Nothing in the records may be altered, so transcribe them exactly.

(Beginning of Input data)

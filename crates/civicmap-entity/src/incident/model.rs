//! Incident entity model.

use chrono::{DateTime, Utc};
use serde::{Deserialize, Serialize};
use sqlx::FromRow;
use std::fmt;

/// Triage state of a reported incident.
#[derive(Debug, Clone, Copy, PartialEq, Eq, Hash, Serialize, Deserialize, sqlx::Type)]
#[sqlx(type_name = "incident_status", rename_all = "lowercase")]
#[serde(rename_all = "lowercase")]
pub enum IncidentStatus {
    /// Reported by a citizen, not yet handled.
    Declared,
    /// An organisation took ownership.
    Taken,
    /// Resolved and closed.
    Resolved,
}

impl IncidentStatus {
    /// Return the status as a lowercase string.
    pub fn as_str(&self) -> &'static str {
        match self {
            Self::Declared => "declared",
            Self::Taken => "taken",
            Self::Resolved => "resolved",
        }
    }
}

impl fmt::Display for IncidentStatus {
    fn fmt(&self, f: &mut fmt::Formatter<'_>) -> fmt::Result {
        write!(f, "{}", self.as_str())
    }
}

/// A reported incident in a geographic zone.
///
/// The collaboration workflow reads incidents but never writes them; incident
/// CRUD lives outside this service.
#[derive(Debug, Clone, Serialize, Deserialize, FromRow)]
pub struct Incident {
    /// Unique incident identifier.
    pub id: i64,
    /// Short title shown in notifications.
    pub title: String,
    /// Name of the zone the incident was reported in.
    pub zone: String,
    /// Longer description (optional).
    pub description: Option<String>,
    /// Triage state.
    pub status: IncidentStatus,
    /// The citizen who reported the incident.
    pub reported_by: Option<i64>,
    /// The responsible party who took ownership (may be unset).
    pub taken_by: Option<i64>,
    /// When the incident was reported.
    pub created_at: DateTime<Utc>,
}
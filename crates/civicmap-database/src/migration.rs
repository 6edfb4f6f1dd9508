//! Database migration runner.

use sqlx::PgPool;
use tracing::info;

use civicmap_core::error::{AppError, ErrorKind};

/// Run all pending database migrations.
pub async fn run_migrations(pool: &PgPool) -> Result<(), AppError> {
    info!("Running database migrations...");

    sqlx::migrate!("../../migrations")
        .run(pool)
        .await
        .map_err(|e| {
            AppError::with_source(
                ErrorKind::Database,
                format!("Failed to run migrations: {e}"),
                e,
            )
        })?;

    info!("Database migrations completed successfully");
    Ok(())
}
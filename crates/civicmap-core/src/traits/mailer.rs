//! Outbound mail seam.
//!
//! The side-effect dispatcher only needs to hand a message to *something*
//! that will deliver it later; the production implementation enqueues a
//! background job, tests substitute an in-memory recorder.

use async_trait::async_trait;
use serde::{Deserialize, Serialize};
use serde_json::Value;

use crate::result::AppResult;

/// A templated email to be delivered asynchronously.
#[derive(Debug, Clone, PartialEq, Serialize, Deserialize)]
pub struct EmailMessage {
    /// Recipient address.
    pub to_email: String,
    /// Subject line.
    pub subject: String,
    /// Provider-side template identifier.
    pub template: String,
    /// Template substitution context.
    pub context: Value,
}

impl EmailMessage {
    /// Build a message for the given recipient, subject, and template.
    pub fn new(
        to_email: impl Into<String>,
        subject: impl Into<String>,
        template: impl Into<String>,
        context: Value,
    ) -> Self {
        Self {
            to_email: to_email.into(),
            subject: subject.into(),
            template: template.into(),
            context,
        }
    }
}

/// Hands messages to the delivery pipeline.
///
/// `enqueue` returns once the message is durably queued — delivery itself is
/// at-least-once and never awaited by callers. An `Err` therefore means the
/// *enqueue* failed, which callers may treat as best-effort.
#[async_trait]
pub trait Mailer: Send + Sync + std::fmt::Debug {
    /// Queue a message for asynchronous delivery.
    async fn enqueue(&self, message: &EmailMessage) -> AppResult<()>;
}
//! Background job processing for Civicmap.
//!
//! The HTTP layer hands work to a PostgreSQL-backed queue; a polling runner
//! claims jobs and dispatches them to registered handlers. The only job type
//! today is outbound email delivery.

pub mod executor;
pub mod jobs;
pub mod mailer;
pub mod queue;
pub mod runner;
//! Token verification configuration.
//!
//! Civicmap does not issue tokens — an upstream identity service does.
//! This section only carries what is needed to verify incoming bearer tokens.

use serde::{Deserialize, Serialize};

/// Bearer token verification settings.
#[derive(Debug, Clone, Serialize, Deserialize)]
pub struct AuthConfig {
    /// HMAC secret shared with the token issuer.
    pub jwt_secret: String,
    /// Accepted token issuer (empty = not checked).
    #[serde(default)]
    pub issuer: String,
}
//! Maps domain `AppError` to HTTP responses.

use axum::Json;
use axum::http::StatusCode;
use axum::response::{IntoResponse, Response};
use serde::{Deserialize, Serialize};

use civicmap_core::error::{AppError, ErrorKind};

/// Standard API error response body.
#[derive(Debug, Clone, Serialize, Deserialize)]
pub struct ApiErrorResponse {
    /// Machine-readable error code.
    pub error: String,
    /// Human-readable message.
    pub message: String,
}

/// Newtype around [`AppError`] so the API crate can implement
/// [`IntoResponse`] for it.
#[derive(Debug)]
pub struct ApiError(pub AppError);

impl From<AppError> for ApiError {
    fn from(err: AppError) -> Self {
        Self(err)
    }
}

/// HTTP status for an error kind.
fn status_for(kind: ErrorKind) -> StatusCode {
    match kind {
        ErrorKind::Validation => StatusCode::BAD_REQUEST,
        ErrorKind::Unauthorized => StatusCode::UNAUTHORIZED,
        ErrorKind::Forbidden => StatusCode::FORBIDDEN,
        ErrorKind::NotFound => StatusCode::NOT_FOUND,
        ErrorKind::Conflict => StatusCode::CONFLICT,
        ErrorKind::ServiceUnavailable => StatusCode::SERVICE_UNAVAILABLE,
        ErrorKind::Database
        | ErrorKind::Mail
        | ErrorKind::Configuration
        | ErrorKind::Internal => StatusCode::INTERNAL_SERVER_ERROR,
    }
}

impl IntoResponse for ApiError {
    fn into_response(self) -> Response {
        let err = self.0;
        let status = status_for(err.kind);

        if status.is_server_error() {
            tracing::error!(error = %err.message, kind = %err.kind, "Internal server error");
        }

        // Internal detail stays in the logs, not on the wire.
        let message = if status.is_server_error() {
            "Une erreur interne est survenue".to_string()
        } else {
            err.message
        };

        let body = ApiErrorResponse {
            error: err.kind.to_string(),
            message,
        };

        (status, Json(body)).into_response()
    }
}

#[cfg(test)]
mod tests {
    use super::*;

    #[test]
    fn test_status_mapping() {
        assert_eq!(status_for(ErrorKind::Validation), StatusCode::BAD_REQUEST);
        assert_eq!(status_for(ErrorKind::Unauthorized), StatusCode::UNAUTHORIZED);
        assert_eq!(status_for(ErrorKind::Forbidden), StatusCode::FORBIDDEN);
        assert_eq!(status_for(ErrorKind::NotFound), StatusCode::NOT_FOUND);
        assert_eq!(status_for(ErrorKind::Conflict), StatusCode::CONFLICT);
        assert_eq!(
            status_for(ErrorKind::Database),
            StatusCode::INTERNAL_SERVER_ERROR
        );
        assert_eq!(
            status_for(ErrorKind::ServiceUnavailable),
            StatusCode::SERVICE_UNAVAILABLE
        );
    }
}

(End of Input data)

◆ **Answer box**:
filename crates/civicmap-entity/src/incident/model.rs
//! Incident entity model.

use chrono::{DateTime, Utc};
use serde::{Deserialize, Serialize};
use sqlx::FromRow;
use std::fmt;

/// Triage state of a reported incident.
#[derive(Debug, Clone, Copy, PartialEq, Eq, Hash, Serialize, Deserialize, sqlx::Type)]
#[sqlx(type_name = "incident_status", rename_all = "lowercase")]
#[serde(rename_all = "lowercase")]
pub enum IncidentStatus {
    /// Reported by a citizen, not yet handled.
    Declared,
    /// An organisation took ownership.
    Taken,
    /// Resolved and closed.
    Resolved,
}

impl IncidentStatus {
    /// Return the status as a lowercase string.
    pub fn as_str(&self) -> &'static str {
        match self {
            Self::Declared => "declared",
            Self::Taken => "taken",
            Self::Resolved => "resolved",
        }
    }
}

impl fmt::Display for IncidentStatus {
    fn fmt(&self, f: &mut fmt::Formatter<'_>) -> fmt::Result {
        write!(f, "{}", self.as_str())
    }
}

/// A reported incident in a geographic zone.
///
/// The collaboration workflow reads incidents but never writes them; incident
/// CRUD lives outside this service.
#[derive(Debug, Clone, Serialize, Deserialize, FromRow)]
pub struct Incident {
    /// Unique incident identifier.
    pub id: i64,
    /// Short title shown in notifications.
    pub title: String,
    /// Name of the zone the incident was reported in.
    pub zone: String,
    /// Longer description (optional).
    pub description: Option<String>,
    /// Triage state.
    pub status: IncidentStatus,
    /// The citizen who reported the incident.
    pub reported_by: Option<i64>,
    /// The responsible party who took ownership (may be unset).
    pub taken_by: Option<i64>,
    /// When the incident was reported.
    pub created_at: DateTime<Utc>,
}
filename crates/civicmap-database/src/migration.rs
repository 6edfb4f6f1dd9508
//! Database migration runner.

use sqlx::PgPool;
use tracing::info;

use civicmap_core::error::{AppError, ErrorKind};

/// Run all pending database migrations.
pub async fn run_migrations(pool: &PgPool) -> Result<(), AppError> {
    info!("Running database migrations...");

    sqlx::migrate!("../../migrations")
        .run(pool)
        .await
        .map_err(|e| {
            AppError::with_source(
                ErrorKind::Database,
                format!("Failed to run migrations: {e}"),
                e,
            )
        })?;

    info!("Database migrations completed successfully");
    Ok(())
}
filename crates/civicmap-core/src/traits/mailer.rs
//! Outbound mail seam.
//!
//! The side-effect dispatcher only needs to hand a message to *something*
//! that will deliver it later; the production implementation enqueues a
//! background job, tests substitute an in-memory recorder.

use async_trait::async_trait;
use serde::{Deserialize, Serialize};
use serde_json::Value;

use crate::result::AppResult;

/// A templated email to be delivered asynchronously.
#[derive(Debug, Clone, PartialEq, Serialize, Deserialize)]
pub struct EmailMessage {
    /// Recipient address.
    pub to_email: String,
    /// Subject line.
    pub subject: String,
    /// Provider-side template identifier.
    pub template: String,
    /// Template substitution context.
    pub context: Value,
}

impl EmailMessage {
    /// Build a message for the given recipient, subject, and template.
    pub fn new(
        to_email: impl Into<String>,
        subject: impl Into<String>,
        template: impl Into<String>,
        context: Value,
    ) -> Self {
        Self {
            to_email: to_email.into(),
            subject: subject.into(),
            template: template.into(),
            context,
        }
    }
}

/// Hands messages to the delivery pipeline.
///
/// `enqueue` returns once the message is durably queued — delivery itself is
/// at-least-once and never awaited by callers. An `Err` therefore means the
/// *enqueue* failed, which callers may treat as best-effort.
#[async_trait]
pub trait Mailer: Send + Sync + std::fmt::Debug {
    /// Queue a message for asynchronous delivery.
    async fn enqueue(&self, message: &EmailMessage) -> AppResult<()>;
}
//! Background job processing for Civicmap.
//!
//! The HTTP layer hands work to a PostgreSQL-backed queue; a polling runner
//! claims jobs and dispatches them to registered handlers. The only job type
//! today is outbound email delivery.

pub mod executor;
pub mod jobs;
pub mod mailer;
pub mod queue;
pub mod runner;
//! Token verification configuration.
//!
//! Civicmap does not issue tokens — an upstream identity service does.
//! This section only carries what is needed to verify incoming bearer tokens.

use serde::{Deserialize, Serialize};

/// Bearer token verification settings.
#[derive(Debug, Clone, Serialize, Deserialize)]
pub struct AuthConfig {
    /// HMAC secret shared with the token issuer.
    pub jwt_secret: String,
    /// Accepted token issuer (empty = not checked).
    #[serde(default)]
    pub issuer: String,
}
//! Maps domain `AppError` to HTTP responses.

use axum::Json;
use axum::http::StatusCode;
use axum::response::{IntoResponse, Response};
use serde::{Deserialize, Serialize};

use civicmap_core::error::{AppError, ErrorKind};

/// Standard API error response body.
#[derive(Debug, Clone, Serialize, Deserialize)]
pub struct ApiErrorResponse {
    /// Machine-readable error code.
    pub error: String,
    /// Human-readable message.
    pub message: String,
}

/// Newtype around [`AppError`] so the API crate can implement
/// [`IntoResponse`] for it.
#[derive(Debug)]
pub struct ApiError(pub AppError);

impl From<AppError> for ApiError {
    fn from(err: AppError) -> Self {
        Self(err)
    }
}

/// HTTP status for an error kind.
fn status_for(kind: ErrorKind) -> StatusCode {
    match kind {
        ErrorKind::Validation => StatusCode::BAD_REQUEST,
        ErrorKind::Unauthorized => StatusCode::UNAUTHORIZED,
        ErrorKind::Forbidden => StatusCode::FORBIDDEN,
        ErrorKind::NotFound => StatusCode::NOT_FOUND,
        ErrorKind::Conflict => StatusCode::CONFLICT,
        ErrorKind::ServiceUnavailable => StatusCode::SERVICE_UNAVAILABLE,
        ErrorKind::Database
        | ErrorKind::Mail
        | ErrorKind::Configuration
        | ErrorKind::Internal => StatusCode::INTERNAL_SERVER_ERROR,
    }
}

impl IntoResponse for ApiError {
    fn into_response(self) -> Response {
        let err = self.0;
        let status = status_for(err.kind);

        if status.is_server_error() {
            tracing::error!(error = %err.message, kind = %err.kind, "Internal server error");
        }

        // Internal detail stays in the logs, not on the wire.
        let message = if status.is_server_error() {
            "Une erreur interne est survenue".to_string()
        } else {
            err.message
        };

        let body = ApiErrorResponse {
            error: err.kind.to_string(),
            message,
        };

        (status, Json(body)).into_response()
    }
}

#[cfg(test)]
mod tests {
    use super::*;

    #[test]
    fn test_status_mapping() {
        assert_eq!(status_for(ErrorKind::Validation), StatusCode::BAD_REQUEST);
        assert_eq!(status_for(ErrorKind::Unauthorized), StatusCode::UNAUTHORIZED);
        assert_eq!(status_for(ErrorKind::Forbidden), StatusCode::FORBIDDEN);
        assert_eq!(status_for(ErrorKind::NotFound), StatusCode::NOT_FOUND);
        assert_eq!(status_for(ErrorKind::Conflict), StatusCode::CONFLICT);
        assert_eq!(
            status_for(ErrorKind::Database),
            StatusCode::INTERNAL_SERVER_ERROR
        );
        assert_eq!(
            status_for(ErrorKind::ServiceUnavailable),
            StatusCode::SERVICE_UNAVAILABLE
        );
    }
}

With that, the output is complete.